The general idea of software watermarking is very similar to digital media watermarking in which a unique identifier is embedded in images, audio, or videos. The method is applied through the introduction of minor errors which are not noted by users. On the other hand, the watermark can not be applied in software through error causing techniques since software depends completely on an error free functionality.
So, software watermarking implants a unique identifier – called the watermark – into a program. If the identifier uniquely establishes the author of the program, then the identifier is a copyright notice. However, if the identifier uniquely identifies the legal purchaser of the program, then the watermark is a fingerprint. An important aspect of watermarking is the use of a secret key. Through the use of the key, the watermark is merged into the program, producing a – though slightly – different program. Still, the identity problem remains the same: a watermark can prove ownership but it can not point to the actual culprit of the illicit action. To add such characteristics to the watermark, it becomes a fingerprint: in fact, the fingerprint data is a watermark containing data from the individual customer.

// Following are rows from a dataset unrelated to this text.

#[cfg(test)]
mod tests {
    use super::*;
    use crate::models::Athlete;
    use proptest::prelude::*;

    fn athlete(id: AthleteId, position_id: u8, cents: i64) -> Athlete {
        Athlete {
            id,
            name: format!("A{}", id),
            nickname: None,
            position_id: Some(position_id),
            club_id: None,
            price: Some(Price::from_cents(cents)),
        }
    }

    /// 2 GK, 6 DEF, 6 MID, 5 FWD priced 10.00 each, ids grouped by role.
    fn pool() -> CandidatePool {
        let mut athletes = Vec::new();
        athletes.extend((1..=2).map(|id| athlete(id, 1, 1000)));
        athletes.extend((10..=15).map(|id| athlete(id, 3, 1000)));
        athletes.extend((20..=25).map(|id| athlete(id, 4, 1000)));
        athletes.extend((30..=34).map(|id| athlete(id, 5, 1000)));
        CandidatePool::new(athletes)
    }

    fn pick(eval: &SquadEvaluator, state: &mut SquadState, ids: &[AthleteId]) {
        for &id in ids {
            assert!(eval.toggle_id(state, id).is_applied(), "pick {} refused", id);
        }
    }

    #[test]
    fn test_single_goalkeeper() {
        let pool = pool();
        let eval = SquadEvaluator::new(&pool);
        let mut state = SquadState::new(Price::from_units(200));

        pick(&eval, &mut state, &[1]);
        let second = pool.get(2).unwrap();
        assert_eq!(
            eval.check_add(&state, second),
            Err(Rejection::SlotFull { role: Role::Goalkeeper, limit: 1 })
        );
    }

    #[test]
    fn test_slot_limits_follow_formation() {
        let pool = pool();
        let eval = SquadEvaluator::new(&pool);
        let mut state = SquadState::with_formation(Price::from_units(200), Formation::F442);

        pick(&eval, &mut state, &[10, 11, 12, 13]);
        assert!(!eval.can_add(&state, pool.get(14).unwrap()));

        state.set_formation(Formation::F532);
        assert!(eval.can_add(&state, pool.get(14).unwrap()));
        pick(&eval, &mut state, &[14]);

        // Going back to four defenders keeps the fifth but blocks a sixth.
        state.set_formation(Formation::F433);
        assert_eq!(eval.counts(&state).defenders, 5);
        assert!(!eval.can_add(&state, pool.get(15).unwrap()));
    }

    #[test]
    fn test_squad_full_before_budget_and_role() {
        let pool = pool();
        let eval = SquadEvaluator::new(&pool);
        let mut state = SquadState::new(Price::from_units(200));
        pick(&eval, &mut state, &[1, 10, 11, 12, 13, 20, 21, 22, 30, 31, 32]);
        assert_eq!(state.len(), SQUAD_SIZE);

        assert_eq!(
            eval.check_add(&state, pool.get(2).unwrap()),
            Err(Rejection::SquadFull { size: 11 })
        );
        // Selected players still pass so they can be removed.
        assert!(eval.can_add(&state, pool.get(30).unwrap()));
    }

    #[test]
    fn test_budget_boundary_is_inclusive() {
        let candidates = CandidatePool::new(vec![
            athlete(1, 1, 15_000),
            athlete(2, 3, 5_000),
            athlete(3, 3, 5_001),
        ]);
        let eval = SquadEvaluator::new(&candidates);
        let mut state = SquadState::new(Price::from_units(200));
        pick(&eval, &mut state, &[1]);
        assert_eq!(eval.remaining_budget(&state), Price::from_units(50));

        assert!(eval.can_add(&state, candidates.get(2).unwrap()));
        assert_eq!(
            eval.check_add(&state, candidates.get(3).unwrap()),
            Err(Rejection::OverBudget {
                price: Price::from_cents(5_001),
                remaining: Price::from_units(50),
            })
        );
    }

    #[test]
    fn test_unpriced_athlete_is_free() {
        let mut free = athlete(5, 5, 0);
        free.price = None;
        let candidates = CandidatePool::new(vec![free]);
        let eval = SquadEvaluator::new(&candidates);
        let mut state = SquadState::new(Price::ZERO);

        assert_eq!(eval.toggle_id(&mut state, 5), ToggleOutcome::Added(5));
        assert_eq!(eval.spent(&state), Price::ZERO);
    }

    #[test]
    fn test_unknown_role_never_added() {
        let stray = Candidate::new(Athlete {
            id: 99,
            name: "Coach".into(),
            nickname: None,
            position_id: Some(6),
            club_id: None,
            price: Some(Price::ZERO),
        });
        let pool = pool();
        let eval = SquadEvaluator::new(&pool);
        let mut state = SquadState::new(Price::from_units(200));

        assert_eq!(eval.check_add(&state, &stray), Err(Rejection::UnknownRole));
        assert_eq!(
            eval.toggle(&mut state, &stray),
            ToggleOutcome::Rejected { id: 99, reason: Rejection::UnknownRole }
        );
        assert!(state.is_empty());
    }

    #[test]
    fn test_toggle_by_unknown_id_is_rejected() {
        let pool = pool();
        let eval = SquadEvaluator::new(&pool);
        let mut state = SquadState::new(Price::from_units(200));
        assert_eq!(
            eval.toggle_id(&mut state, 404),
            ToggleOutcome::Rejected { id: 404, reason: Rejection::NotInPool }
        );
    }

    #[test]
    fn test_removing_captain_clears_it() {
        let pool = pool();
        let eval = SquadEvaluator::new(&pool);
        let mut state = SquadState::new(Price::from_units(200));
        pick(&eval, &mut state, &[1, 10, 20]);
        state.set_captain(10).unwrap();

        assert_eq!(
            eval.toggle_id(&mut state, 20),
            ToggleOutcome::Removed { id: 20, captain_cleared: false }
        );
        assert_eq!(state.captain(), Some(10));

        assert_eq!(
            eval.toggle_id(&mut state, 10),
            ToggleOutcome::Removed { id: 10, captain_cleared: true }
        );
        assert_eq!(state.captain(), None);
    }

    #[test]
    fn test_forward_slots_fill_then_close() {
        let pool = pool();
        let eval = SquadEvaluator::new(&pool);
        let mut state = SquadState::new(Price::from_units(200));
        pick(&eval, &mut state, &[10, 11, 12, 13, 20, 21, 22, 30, 31]);

        assert!(eval.can_add(&state, pool.get(32).unwrap()));
        pick(&eval, &mut state, &[32]);
        assert_eq!(
            eval.check_add(&state, pool.get(33).unwrap()),
            Err(Rejection::SlotFull { role: Role::Forward, limit: 3 })
        );
    }

    #[test]
    fn test_eligible_and_snapshot() {
        let pool = pool();
        let eval = SquadEvaluator::new(&pool);
        let mut state = SquadState::new(Price::from_units(30));
        pick(&eval, &mut state, &[1, 10]);

        let snap = eval.snapshot(&state);
        assert_eq!(snap.spent, Price::from_units(20));
        assert_eq!(snap.remaining, Price::from_units(10));
        assert_eq!(snap.open_slots(Role::Defender), 3);
        assert_eq!(snap.open_slots(Role::Goalkeeper), 0);
        assert!(!snap.is_complete());

        // Goalkeeper 2 is blocked by the slot, everyone else fits 10.00.
        let eligible: Vec<_> = eval.eligible(&state).map(Candidate::id).collect();
        assert!(!eligible.contains(&2));
        assert!(!eligible.contains(&1));
        assert!(eligible.contains(&11));
        assert!(eligible.contains(&34));
    }

    proptest! {
        #[test]
        fn prop_can_add_is_monotonic_in_budget(
            picks in proptest::collection::vec(0usize..19, 0..15),
            candidate in 0usize..19,
            budget in 0i64..30_000,
            extra in 1i64..10_000,
        ) {
            let pool = pool();
            let ids: Vec<AthleteId> = pool.iter().map(Candidate::id).collect();
            let eval = SquadEvaluator::new(&pool);

            let mut state = SquadState::new(Price::from_cents(budget));
            for i in picks {
                eval.toggle_id(&mut state, ids[i]);
            }
            let c = pool.get(ids[candidate]).unwrap();

            if eval.can_add(&state, c) {
                let mut richer = state.clone();
                richer.set_budget(Price::from_cents(budget + extra));
                prop_assert!(eval.can_add(&richer, c));
            }
        }

        #[test]
        fn prop_toggle_twice_restores_selection(
            picks in proptest::collection::vec(0usize..19, 0..15),
            target in 0usize..19,
        ) {
            let pool = pool();
            let ids: Vec<AthleteId> = pool.iter().map(Candidate::id).collect();
            let eval = SquadEvaluator::new(&pool);

            let mut state = SquadState::new(Price::from_units(200));
            for i in picks {
                eval.toggle_id(&mut state, ids[i]);
            }
            let mut before: Vec<_> = state.selected_ids().to_vec();
            before.sort_unstable();

            eval.toggle_id(&mut state, ids[target]);
            eval.toggle_id(&mut state, ids[target]);

            let mut after: Vec<_> = state.selected_ids().to_vec();
            after.sort_unstable();
            prop_assert_eq!(before, after);
        }
    }
}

Static watermarks are stored in the program binary itself but dynamic watermarks are created at runtime and stored in program memory. Static software watermarking is practiced for a longer time, the dynamic version was introduced more recently. The dynamic watermark is built – while it is executed – within the dynamically allocated data structures of a program. Still, an aggressor could apply reverse engineering to locate the watermark generating code. He might then get rid of the generating code, thus removing the watermark from the product as well. For such cases, the suggested use is the fingerprint, a special variant of watermark. Fingerprinting means each individual copy of the software is exclusively watermarked, so allowing an identification of each particular copy of a software product. In other words, by the method of fingerprinting, each copy of the software is individually watermarked, each containing data pointing to its customer instead of its developer.
Overall, watermarking and fingerprinting are very effective in fighting back software piracy. But the result is not perfect which makes additional protection techniques are most advisable. Combined with other known techniques, cracking such schemes becomes so time consuming that even the experienced cracker may choose for easier material.